Alejandro Aurelio Aguinaga Recuenco (born 28 January 1950) is a Peruvian doctor and Fujimorist politician. He is a Congressman, representing the Lambayeque Region, as he was before between 2006 and 2016. He was also the Health Minister during the administration of Alberto Fujimori from 1999 to 2000.
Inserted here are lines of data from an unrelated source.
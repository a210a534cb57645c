//! Byte stream framing: assembly, sync search and checksum verification.

pub mod assembler;
pub mod scanner;

pub use assembler::{Assembled, StreamAssembler};
pub use scanner::{FrameScanner, ScanStats};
== Education and career ==
After eight years of studies since 1966, Aguinaga graduated from the Universidad Nacional Federico Villarreal in Lima with a medical degree, in 1975. From 1977 to 1979, he furthered his qualification at the National University of San Marcos, specializing in general and digestive system surgery. From 1981 to 1985, he attended a post-gradual training in gastrointestinal surgery at the Louis Pasteur University in Strasbourg, France. From 1985 to 2006 he practiced at the Archbishop Loayza Hospital in Lima, starting as an assistant surgeon and later gaining promotion to general director. As a professor, he has lectured about surgery at the Cayetano Heredia University, the Universidad de San Martín de Porres, and the private University San Juan Bautista. Additionally, he became the personal doctor of then-president Alberto Fujimori.

== Political career ==

=== Early political career ===
During the Fujimori's administration, he held the post of deputy minister of health from 1994 to 1999 and eventually he became minister heading the same ministry from 1999 to 2000.

=== Congressman ===
In the 2006 elections, Aguinaga was elected Congressman on the Fujimorist Alliance for the Future list as an invited candidate, representing the Lambayeque Region. In 2007, he assumed the presidency of the Foreign Relations Committee of the Congress of the Republic in which he served from 26 July 2007 to 26 July 2008. During 2008 and 2009, he was the First Vice President of the Congress under the leadership of Javier Velásquez. When Velasquez was appointed prime minister in July 2009, Aguinaga took over the interim Presidency of the Congress for a few days until 26 July when Congress elected Luis Alva Castro. During the Congressional leadership of César Zumaeta, Aguinaga was once again, the First Vice President of the Congress. In the 2011 elections, Aguinaga was re-elected for another five-year term, this time under the Force 2011 party of Fujimori's daughter Keiko. In 2021, Aguinaga is set to return to Congress, after a five-year absence.